Stored data:
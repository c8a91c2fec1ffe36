//! Bulk actions on checked monsters. After an htmx POST the page is rendered
//! again as for a GET, so checkboxes that were not acted on stay checked.

use axum::{
    extract::State,
    response::{IntoResponse, Redirect, Response},
    Form,
};
use serde::Serialize;

use crate::{
    error::Result,
    forms::FormData,
    htmx::HtmxRequest,
    models::{Monster, MonsterId, Transition},
    state::AppState,
    store::{transition, MonsterStore, Ordering},
    templates::TemplateResponse,
};

const TEMPLATE: &str = "view_restart.html";
const URL: &str = "/view-restart/";

#[derive(Debug, Serialize)]
struct RestartContext {
    happy_monsters: Vec<Monster>,
    sad_monsters: Vec<Monster>,
    selected_happy_monsters: Vec<MonsterId>,
    selected_sad_monsters: Vec<MonsterId>,
}

pub async fn view_restart(State(state): State<AppState>) -> Result<TemplateResponse> {
    render(state.store(), Vec::new(), Vec::new()).await
}

pub async fn view_restart_post(
    State(state): State<AppState>,
    hx: HtmxRequest,
    Form(pairs): Form<Vec<(String, String)>>,
) -> Result<Response> {
    let data = FormData::from(pairs);
    let store = state.store();
    let (happy, sad) = partition_by_mood(store).await?;

    let mut selected_happy = selected(&happy, &data, "happy_monster");
    let mut selected_sad = selected(&sad, &data, "sad_monster");

    if data.contains("kick") {
        for id in &selected_happy {
            transition(store, *id, Transition::Kick).await?;
        }
        tracing::info!(count = selected_happy.len(), "Kicked selected monsters");
        selected_happy.clear();
    }
    if data.contains("hug") {
        for id in &selected_sad {
            transition(store, *id, Transition::Hug).await?;
        }
        tracing::info!(count = selected_sad.len(), "Hugged selected monsters");
        selected_sad.clear();
    }

    if hx.is_htmx() {
        return Ok(render(store, selected_happy, selected_sad)
            .await?
            .into_response());
    }
    Ok(Redirect::to(URL).into_response())
}

async fn render(
    store: &dyn MonsterStore,
    selected_happy_monsters: Vec<MonsterId>,
    selected_sad_monsters: Vec<MonsterId>,
) -> Result<TemplateResponse> {
    let (happy_monsters, sad_monsters) = partition_by_mood(store).await?;
    Ok(TemplateResponse::new(
        TEMPLATE,
        RestartContext {
            happy_monsters,
            sad_monsters,
            selected_happy_monsters,
            selected_sad_monsters,
        },
    ))
}

async fn partition_by_mood(store: &dyn MonsterStore) -> Result<(Vec<Monster>, Vec<Monster>)> {
    Ok(store
        .list(Ordering::ById)
        .await?
        .into_iter()
        .partition(|m| m.is_happy))
}

/// Ids of `monsters` whose `<prefix>_<id>` checkbox was submitted
fn selected(monsters: &[Monster], data: &FormData, prefix: &str) -> Vec<MonsterId> {
    monsters
        .iter()
        .filter(|m| data.contains(&format!("{prefix}_{}", m.id)))
        .map(|m| m.id)
        .collect()
}
//! Page handlers and the application router.
//!
//! Views build a template context and return a deferred
//! [`TemplateResponse`](crate::templates::TemplateResponse). Routes wrapped
//! with [`ForHtmx`] or [`validate_field_layer`] may narrow that to a fragment
//! for htmx; whatever is still deferred at the end is rendered by
//! [`render_deferred`].

mod actions;
mod assets;
mod headers;
mod home;
mod modals;
mod partials;
mod posts;
mod restarts;
mod validation;

use axum::{
    middleware::from_fn_with_state,
    routing::{get, post},
    Router,
};
use axum_htmx::AutoVaryLayer;
use chrono::NaiveDate;
use serde::Deserialize;

use crate::{
    error::Result,
    forms::{validate_field_layer, MonsterForm},
    health::health,
    htmx::ForHtmx,
    models::Monster,
    pagination::{Page, Paginator},
    session::create_memory_session_layer,
    state::AppState,
    store::Ordering,
    templates::render_deferred,
};

pub use partials::{PAGE_PARTIAL_TEMPLATE, PAGING_BLOCK};

/// Build the application router with every demo page.
///
/// # Errors
///
/// Fails when a fragment selector is misconfigured.
pub fn router(state: AppState) -> Result<Router> {
    let templates = state.templates().clone();
    let body_limit = state.config().body_limit_bytes();

    let inline_paging = ForHtmx::builder().blocks([PAGING_BLOCK]).build()?;

    let app = Router::new()
        .route("/", get(home::home))
        .route("/headers/", get(headers::headers_demo))
        .route("/simple-post-form/", get(posts::simple_post_form))
        .route("/post-without-form/", get(posts::post_without_form))
        .route("/post-form-endpoint/", post(posts::post_form_endpoint))
        .route(
            "/toggle-with-separate-partials/",
            get(partials::toggle_with_separate_partials),
        )
        .route("/toggle-item/{monster_id}/", post(partials::toggle_item))
        .route(
            "/paging-with-separate-partials/",
            get(partials::paging_with_separate_partials),
        )
        .route(
            "/paging-with-separate-partials-improved/",
            ForHtmx::template(PAGE_PARTIAL_TEMPLATE).wraps(
                get(partials::paging_with_separate_partials_improved),
                templates.clone(),
            ),
        )
        .route(
            "/paging-with-inline-partials/",
            get(partials::paging_with_inline_partials),
        )
        .route(
            "/paging-with-inline-partials-improved/",
            inline_paging.clone().wraps(
                get(partials::paging_with_inline_partials_improved),
                templates.clone(),
            ),
        )
        .route(
            "/paging-with-inline-partials-improved-lob/",
            inline_paging.wraps(
                get(partials::paging_with_inline_partials_improved_lob),
                templates.clone(),
            ),
        )
        .route(
            "/multiple-actions/{monster_id}/",
            ForHtmx::block_from_request().body_limit(body_limit).wraps(
                get(actions::multiple_actions).post(actions::multiple_actions_post),
                templates.clone(),
            ),
        )
        .route(
            "/view-restart/",
            ForHtmx::block_from_request().body_limit(body_limit).wraps(
                get(restarts::view_restart).post(restarts::view_restart_post),
                templates.clone(),
            ),
        )
        .route(
            "/modals-main/",
            ForHtmx::block_from_request()
                .body_limit(body_limit)
                .wraps(get(modals::main), templates.clone()),
        )
        .route(
            "/modals-create-monster/",
            ForHtmx::block_from_request().body_limit(body_limit).wraps(
                get(modals::create_monster_form).post(modals::create_monster),
                templates.clone(),
            ),
        )
        .route(
            "/form-validation/",
            validate_field_layer::<MonsterForm, _>(
                get(validation::form_validation).post(validation::form_validation_post),
                templates.clone(),
            ),
        )
        .route("/static/{*path}", get(assets::static_asset))
        .route("/health", get(health))
        .layer(from_fn_with_state(templates, render_deferred))
        .layer(AutoVaryLayer)
        .layer(create_memory_session_layer(&state.config().session))
        .with_state(state);

    Ok(app)
}

/// Local calendar date used for age checks
pub(crate) fn today() -> NaiveDate {
    chrono::Local::now().date_naive()
}

/// `?page=` of the paging demos; kept raw so garbage falls back to page 1
#[derive(Debug, Default, Deserialize)]
pub(crate) struct PageQuery {
    pub page: Option<String>,
}

/// The requested page of all monsters, in id order.
pub(crate) async fn monster_page(state: &AppState, raw_page: Option<&str>) -> Result<Page<Monster>> {
    let monsters = state.store().list(Ordering::ById).await?;
    let paginator = Paginator::new(monsters, state.config().pagination.per_page);
    Ok(paginator.get_page(raw_page)?)
}
use axum::extract::State;
use minijinja::context;

use crate::{error::Result, state::AppState, templates::TemplateResponse};

/// Index of the demos, showing the first monster if there is one.
pub async fn home(State(state): State<AppState>) -> Result<TemplateResponse> {
    let monster = state.store().first().await?;
    Ok(TemplateResponse::new("home.html", context! { monster }))
}
impl ClusterConfiguration {
    pub fn new() -> Self {
        Self::default()
    }

    /// Set the source location and build in one step
    pub fn from_source<P: Into<PathBuf>>(path: P) -> Result<Self> {
        let mut configuration = Self::new();
        configuration.set_configuration_source_location(path);
        configuration.build()?;
        Ok(configuration)
    }

    /// Set where the topology description lives. Nothing is read until `build`.
    pub fn set_configuration_source_location<P: Into<PathBuf>>(&mut self, path: P) {
        self.source_location = Some(path.into());
    }

    pub fn source_location(&self) -> Option<&Path> {
        self.source_location.as_deref()
    }

    /// Parse the source into the property tree and typed settings.
    ///
    /// A configuration can only be built once; a second call is rejected.
    pub fn build(&mut self) -> Result<()> {
        if self.is_built() {
            return Err(ClusterError::configuration(
                "Cluster configuration has already been built",
            ));
        }

        let location = self.source_location.clone().ok_or_else(|| {
            ClusterError::configuration(
                "Could not build cluster configuration: no source location has been set",
            )
        })?;

        let tree = Config::builder()
            .add_source(File::from(location.as_path()).required(true))
            .add_source(
                Environment::with_prefix(ENV_PREFIX)
                    .prefix_separator("__")
                    .separator("__")
                    .try_parsing(true)
                    .list_separator(",")
                    .with_list_parse_key("wka.members"),
            )
            .build()
            .map_err(|e| build_error(&location, e))?;

        let mut settings: ClusterSettings = tree
            .clone()
            .try_deserialize()
            .map_err(|e| build_error(&location, e))?;
        settings.properties = restore_key_case(
            std::mem::take(&mut settings.properties),
            &declared_property_keys(&location)?,
        );

        settings.validate().map_err(|e| match e {
            ClusterError::Configuration(msg) => build_error(&location, msg),
            other => other,
        })?;

        tracing::debug!(
            "Built cluster configuration from {} (scheme={}, enabled={})",
            location.display(),
            settings.membership_scheme,
            settings.enabled
        );

        self.tree = Some(tree);
        self.settings = Some(settings);
        Ok(())
    }

    pub fn is_built(&self) -> bool {
        self.settings.is_some()
    }

    /// Typed view of the built configuration
    pub fn settings(&self) -> Result<&ClusterSettings> {
        self.settings.as_ref().ok_or_else(not_built)
    }

    /// First value of a dotted property key, or `None` if absent
    pub fn get_first_property(&self, name: &str) -> Result<Option<String>> {
        Ok(self
            .lookup(name)?
            .and_then(|value| match value.clone().into_array() {
                Ok(values) => values.into_iter().next().and_then(|v| v.into_string().ok()),
                Err(_) => value.into_string().ok(),
            }))
    }

    /// All values of a repeatable property key, in declaration order
    pub fn get_properties(&self, name: &str) -> Result<Vec<String>> {
        Ok(match self.lookup(name)? {
            Some(value) => match value.clone().into_array() {
                Ok(values) => values
                    .into_iter()
                    .filter_map(|v| v.into_string().ok())
                    .collect(),
                Err(_) => value.into_string().map(|s| vec![s]).unwrap_or_default(),
            },
            None => Vec::new(),
        })
    }

    /// Whether clustering is enabled and configured with the named scheme
    pub fn should_initialize(&self, scheme_name: &str) -> Result<bool> {
        let settings = self.settings()?;
        Ok(settings.enabled
            && settings
                .membership_scheme
                .trim()
                .eq_ignore_ascii_case(scheme_name.trim()))
    }

    fn lookup(&self, name: &str) -> Result<Option<Value>> {
        let tree = self.tree.as_ref().ok_or_else(not_built)?;
        match tree.get::<Value>(name) {
            Ok(value) => Ok(Some(value)),
            Err(ConfigError::NotFound(_)) => Ok(None),
            Err(e) => Err(e.into()),
        }
    }
}

fn not_built() -> ClusterError {
    ClusterError::configuration("Cluster configuration has not been built")
}

fn build_error(location: &Path, err: impl Display) -> ClusterError {
    ClusterError::configuration(format!(
        "Could not build cluster configuration from {}: {}",
        location.display(),
        err
    ))
}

(What is expected):
Among the records above, find each line containing the string "posts" and copy it.

(Solution for this problem):
mod posts;
        .route("/simple-post-form/", get(posts::simple_post_form))
        .route("/post-without-form/", get(posts::post_without_form))
        .route("/post-form-endpoint/", post(posts::post_form_endpoint))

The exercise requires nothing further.